Former Goldman Sachs Group Inc. President Gary Cohn is forging ahead on taxes, infrastructure, financial regulation and replacing health-care law despite many key vacancies yet to be officially fulfilled in Donald Trump’s White House.
Cohn has found himself in a prime role when several top economic posts remain vacant, The Wall Street Journal reported.
"Though these will eventually be filled, Cohn is rapidly assembling a growing portfolio that could solidify his influence in the administration for the long term," the Journal reported.
“When you’re dealing with the economy, which is my realm, you have to be pragmatic,” Cohn told WSJ.com. “You have to be realistic to what’s going on in the world and you have to be willing to adapt. I think that’s my job, to advise the president on what is the right solution.”
Trump’s selections of Cohn and Treasury Secretary Steven Mnuchin to run economic policy last fall struck a contrast with some of the president’s campaign rhetoric, including an ad in which he alleged a global plot to take wealth from workers that flashed an image of Goldman Chief Executive Lloyd Blankfein, the Journal explained.
Cohn, 56, stepped down as Goldman’s president and chief operating officer in December after agreeing to lead Trump’s National Economic Council, an influential panel that helps coordinate and develop the president’s economic program, Bloomberg reported. He was long seen as the heir apparent to Chief Executive Officer Lloyd Blankfein.
Cohn said last week that he has been meeting with members of Congress and working on two key goals: cutting corporate income taxes and individual income taxes. He emphasized during a Feb. 3 interview with Fox Business News that he has been focused on tax cuts for low earners. “We’re not spending a lot of time with the high earners,” Cohn said during that interview.

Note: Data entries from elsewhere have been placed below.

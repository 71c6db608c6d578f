//! External link scanner.
//!
//! Collects absolute http(s) URLs referenced by the export and keeps the ones
//! pointing outside the institution's own domains. Internal domains are
//! given as patterns:
//!
//! - `https://canvas.example.edu` → exact host `canvas.example.edu`, plus
//!   `www.canvas.example.edu`
//! - `*.instructure.com` → `instructure.com` and any subdomain of it
//!
//! Sources are scanned in a fixed order and the result keeps discovery
//! order, deduplicated by exact URL string:
//!
//! 1. resource hrefs
//! 2. resource file lists
//! 3. `href`/`src` attributes of every element in HTML-ish resources
//! 4. raw text of `course_settings.xml`

use crate::manifest::CanvasExport;
use html5ever::tendril::TendrilSink;
use html5ever::{ParseOpts, parse_document};
use markup5ever_rcdom::{Handle, NodeData, RcDom};
use regex::Regex;
use serde::Serialize;
use std::collections::HashSet;
use std::fs;
use std::sync::LazyLock;
use tracing::debug;
use url::Url;

static URL_RE: LazyLock<Regex> = LazyLock::new(|| {
    Regex::new(r#"https?://[^\s"'>)]+"#).expect("valid url regex")
});

/// A single internal-domain rule.
#[derive(Debug, Clone, PartialEq, Eq)]
pub enum DomainRule {
    Exact(String),
    /// Host equals the suffix or ends with `.suffix`.
    Suffix(String),
}

impl DomainRule {
    pub fn matches(&self, host: &str) -> bool {
        match self {
            DomainRule::Exact(h) => host == h,
            DomainRule::Suffix(s) => {
                host == s
                    || host
                        .strip_suffix(s.as_str())
                        .is_some_and(|rest| rest.ends_with('.'))
            }
        }
    }
}

/// Reduce a domain pattern to a bare lowercase host: drop the scheme,
/// userinfo, port, path, query and fragment.
pub fn normalize_domain(entry: &str) -> String {
    let mut s = entry.trim().to_lowercase();
    if let Some(pos) = s.find("://") {
        s.drain(..pos + 3);
    }
    if let Some(end) = s.find(['/', '?', '#']) {
        s.truncate(end);
    }
    if let Some(at) = s.rfind('@') {
        s.drain(..=at);
    }
    if let Some(colon) = s.find(':') {
        s.truncate(colon);
    }
    s
}

/// Build rules from domain patterns. Blank entries are ignored.
pub fn domain_rules<S: AsRef<str>>(domains: &[S]) -> Vec<DomainRule> {
    let mut rules = Vec::new();
    for entry in domains {
        let host = normalize_domain(entry.as_ref());
        if host.is_empty() {
            continue;
        }
        if let Some(suffix) = host.strip_prefix("*.") {
            if !suffix.is_empty() {
                rules.push(DomainRule::Suffix(suffix.to_string()));
            }
        } else {
            if !host.starts_with("www.") {
                rules.push(DomainRule::Exact(format!("www.{host}")));
            }
            rules.push(DomainRule::Exact(host));
        }
    }
    rules
}

/// Host of a URL that `Url::parse` rejects, e.g. for an out-of-range port:
/// the authority between `//` and the next `/`, `?` or `#`, without
/// userinfo or port.
fn authority_host(href: &str) -> Option<String> {
    let (_, rest) = href.split_once("//")?;
    let authority = rest.split(['/', '?', '#']).next()?;
    let authority = authority.rsplit_once('@').map_or(authority, |(_, host)| host);
    let host = authority.split(':').next()?;
    (!host.is_empty()).then(|| host.to_lowercase())
}

/// True for an absolute http(s) URL whose host matches none of `rules`.
/// URLs without a host are not external.
pub fn is_external(href: &str, rules: &[DomainRule]) -> bool {
    let href = href.trim();
    let lower = href.to_lowercase();
    if !(lower.starts_with("http://") || lower.starts_with("https://")) {
        return false;
    }
    let host = match Url::parse(href) {
        Ok(url) => url.host_str().map(str::to_lowercase),
        Err(_) => authority_host(href),
    };
    match host {
        Some(host) if !host.is_empty() => !rules.iter().any(|r| r.matches(&host)),
        _ => false,
    }
}

/// One external URL and where it was found.
#[derive(Debug, Clone, PartialEq, Eq, Serialize)]
pub struct ExternalLink {
    pub href: String,
    /// `resource:<id>`, `resource-file:<id>`, `page:<href>` or `course_settings`.
    pub source: String,
    /// The URL itself, the element name, or the settings field.
    pub context: String,
}

struct Collector<'r> {
    rules: &'r [DomainRule],
    seen: HashSet<String>,
    links: Vec<ExternalLink>,
}

impl Collector<'_> {
    fn offer(&mut self, href: &str, source: &str, context: &str) {
        if is_external(href, self.rules) && self.seen.insert(href.to_string()) {
            self.links.push(ExternalLink {
                href: href.to_string(),
                source: source.to_string(),
                context: context.to_string(),
            });
        }
    }

    fn offer_text(&mut self, text: &str, source: &str, context: &str) {
        for m in URL_RE.find_iter(text) {
            self.offer(m.as_str(), source, context);
        }
    }
}

fn is_html_like(href: &str) -> bool {
    href.to_lowercase().ends_with(".html")
        || href.starts_with("wiki_content")
        || href.starts_with("course_settings")
}

/// `(tag, value)` for every `href` then `src` attribute in document order.
fn attribute_urls(handle: &Handle, out: &mut Vec<(String, String)>) {
    if let NodeData::Element { ref name, ref attrs, .. } = handle.data {
        let attrs = attrs.borrow();
        for wanted in ["href", "src"] {
            if let Some(attr) = attrs.iter().find(|a| &*a.name.local == wanted) {
                out.push((name.local.to_string(), attr.value.to_string()));
            }
        }
    }
    for child in handle.children.borrow().iter() {
        attribute_urls(child, out);
    }
}

impl CanvasExport {
    /// External links, excluding hosts covered by `internal_domains`.
    pub fn external_links<S: AsRef<str>>(&self, internal_domains: &[S]) -> Vec<ExternalLink> {
        let rules = domain_rules(internal_domains);
        let mut c = Collector {
            rules: &rules,
            seen: HashSet::new(),
            links: Vec::new(),
        };

        for r in self.resources() {
            if !r.href.is_empty() {
                c.offer(&r.href, &format!("resource:{}", r.identifier), &r.href);
            }
        }

        for r in self.resources() {
            let source = format!("resource-file:{}", r.identifier);
            for f in &r.files {
                c.offer(f, &source, f);
            }
        }

        for r in self.resources() {
            if r.href.is_empty() || !is_html_like(&r.href) {
                continue;
            }
            let Some(path) = self.resolve_path(&r.href) else {
                continue;
            };
            let bytes = match fs::read(&path) {
                Ok(b) => b,
                Err(e) => {
                    debug!(path = %path.display(), error = %e, "skipping unreadable page");
                    continue;
                }
            };
            let source = format!("page:{}", r.href);
            match parse_document(RcDom::default(), ParseOpts::default())
                .from_utf8()
                .read_from(&mut &bytes[..])
            {
                Ok(dom) => {
                    let mut found = Vec::new();
                    attribute_urls(&dom.document, &mut found);
                    for (tag, value) in found {
                        c.offer(&value, &source, &tag);
                    }
                }
                Err(e) => {
                    debug!(path = %path.display(), error = %e, "falling back to text scan");
                    c.offer_text(&String::from_utf8_lossy(&bytes), &source, "text");
                }
            }
        }

        if let Some(text) = self.settings_text() {
            c.offer_text(text, "course_settings", "tab_configuration");
        }

        c.links
    }
}

#[cfg(test)]
mod tests {
    use super::*;
    use crate::test_helpers::*;
    use tempfile::TempDir;

    const CANVAS: &[&str] = &["https://*.instructure.com"];

    // =========================================================================
    // Domain rules
    // =========================================================================

    #[test]
    fn normalize_strips_scheme_path_and_port() {
        assert_eq!(normalize_domain(" HTTPS://Canvas.Example.edu:443/courses "), "canvas.example.edu");
        assert_eq!(normalize_domain("user@host.edu"), "host.edu");
        assert_eq!(normalize_domain("*.instructure.com"), "*.instructure.com");
    }

    #[test]
    fn wildcard_becomes_suffix_rule() {
        assert_eq!(
            domain_rules(CANVAS),
            vec![DomainRule::Suffix("instructure.com".to_string())]
        );
    }

    #[test]
    fn exact_entry_adds_www_variant() {
        assert_eq!(
            domain_rules(&["canvas.example.edu"]),
            vec![
                DomainRule::Exact("www.canvas.example.edu".to_string()),
                DomainRule::Exact("canvas.example.edu".to_string()),
            ]
        );
    }

    #[test]
    fn blank_entries_ignored() {
        assert!(domain_rules(&["", "  ", "https://"]).is_empty());
    }

    #[test]
    fn subdomain_excluded_by_wildcard() {
        let rules = domain_rules(CANVAS);
        assert!(!is_external("https://princeton.instructure.com/courses/1", &rules));
        assert!(!is_external("https://a.b.instructure.com/", &rules));
    }

    #[test]
    fn bare_domain_excluded_by_wildcard() {
        let rules = domain_rules(CANVAS);
        assert!(!is_external("https://instructure.com/", &rules));
    }

    #[test]
    fn lookalike_domain_is_external() {
        let rules = domain_rules(CANVAS);
        assert!(is_external("https://notinstructure.com/", &rules));
        assert!(is_external("https://instructure.com.evil.io/", &rules));
    }

    #[test]
    fn www_variant_only_for_exact_rules() {
        let exact = domain_rules(&["example.edu"]);
        assert!(!is_external("https://www.example.edu/a", &exact));
        assert!(is_external("https://cs.example.edu/a", &exact));

        let wildcard = domain_rules(&["*.example.edu"]);
        assert!(!is_external("https://www.example.edu/a", &wildcard));
    }

    #[test]
    fn non_http_and_unparsable_not_external() {
        let rules = domain_rules(CANVAS);
        assert!(!is_external("mailto:a@b.edu", &rules));
        assert!(!is_external("wiki_content/a.html", &rules));
        assert!(!is_external("//cdn.example.com/x.js", &rules));
        assert!(!is_external("http://", &rules));
        assert!(is_external("HTTPS://Example.COM/x", &rules));
    }

    #[test]
    fn host_read_when_url_rejects_port() {
        let rules = domain_rules(CANVAS);
        assert!(is_external("https://example.com:99999/x", &rules));
        assert!(!is_external("https://princeton.instructure.com:99999/x", &rules));
        assert!(is_external("http://user@Example.com:70000?q=1", &rules));
    }

    #[test]
    fn authority_host_parts() {
        assert_eq!(authority_host("https://a.edu:99999/x").as_deref(), Some("a.edu"));
        assert_eq!(authority_host("https://u:p@B.edu#f").as_deref(), Some("b.edu"));
        assert_eq!(authority_host("https:///x"), None);
        assert_eq!(authority_host("no-authority"), None);
    }

    // =========================================================================
    // Scanner
    // =========================================================================

    #[test]
    fn fixture_links_in_discovery_order() {
        let tmp = setup_fixtures();
        let export = CanvasExport::open(tmp.path()).unwrap();
        let links = export.external_links(CANVAS);
        let hrefs: Vec<&str> = links.iter().map(|l| l.href.as_str()).collect();
        assert_eq!(
            hrefs,
            vec![
                "https://princeton.hosted.panopto.com/Panopto/Pages/Viewer.aspx?id=42",
                "https://cdn.example.com/canvas.css",
                "https://www.khanacademy.org/math/statistics",
                "https://zoom.us/lti",
            ]
        );
    }

    #[test]
    fn fixture_link_sources() {
        let tmp = setup_fixtures();
        let export = CanvasExport::open(tmp.path()).unwrap();
        let links = export.external_links(CANVAS);

        assert_eq!(links[0].source, "resource-file:R_REC");
        assert_eq!(links[1].source, "page:wiki_content/welcome.html");
        assert_eq!(links[1].context, "link");
        assert_eq!(links[2].context, "a");
        assert_eq!(links[3].source, "course_settings");
        assert_eq!(links[3].context, "tab_configuration");
    }

    #[test]
    fn no_internal_domains_reports_canvas_links() {
        let tmp = setup_fixtures();
        let export = CanvasExport::open(tmp.path()).unwrap();
        let none: &[&str] = &[];
        let links = export.external_links(none);
        assert!(links
            .iter()
            .any(|l| l.href == "https://princeton.instructure.com/courses/1234"));
    }

    #[test]
    fn duplicates_reported_once_at_first_sighting() {
        let tmp = TempDir::new().unwrap();
        write_manifest(
            tmp.path(),
            r#"<resource identifier="A" href="https://ext.example.org/x">
                 <file href="https://ext.example.org/x"/>
               </resource>
               <resource identifier="B" href="https://ext.example.org/x"/>"#,
            "",
        );
        let export = CanvasExport::open(tmp.path()).unwrap();
        let links = export.external_links(CANVAS);
        assert_eq!(links.len(), 1);
        assert_eq!(links[0].source, "resource:A");
        assert_eq!(links[0].context, "https://ext.example.org/x");
    }

    #[test]
    fn missing_pages_are_skipped() {
        let tmp = TempDir::new().unwrap();
        write_manifest(tmp.path(), r#"<resource identifier="A" href="wiki_content/gone.html"/>"#, "");
        let export = CanvasExport::open(tmp.path()).unwrap();
        assert!(export.external_links(CANVAS).is_empty());
    }
}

Meanwhile, Cohn said the administration’s goal of deregulating financial markets “has nothing to do with Goldman Sachs” but was focused on maintaining the nation’s dominant position in global banking.
Several gaps remain in the administration’s policy team. There is still no Senate-confirmed Commerce secretary or U.S. Trade Representative. The White House hasn’t named any members to the three-person Council of Economic Advisers.
Highlighting Trump's other cherry-picking of Goldman veterans:
- Stephen Bannon, another alumnus of the firm, has been named chief strategist.
- Goldman partner Dina Powell has been selected to become a White House economic adviser.
- Jay Clayton, a Wall Street lawyer picked to head the Security and Exchange Commission, represented Goldman in private practice.
“The Goldman and Wall Street takeover of government raises incredibly serious concerns,” Dennis Kelleher of Better Markets, which backs tougher financial regulation, told the Financial Times.
“They’re not evil people. The problem is their whole life — their thinking and net worth and measure of success — is invested in the mentality that what’s good for Wall Street is good for America.”
However, on the presidential campaign trail, Trump accused primary rival Ted Cruz of being controlled by Goldman Sachs because his wife, Heidi, previously worked for the Wall Street giant. He slammed Hillary Clinton for receiving speaking fees from the bank.
(Newsmax wire services AP and Bloomberg contributed to this report).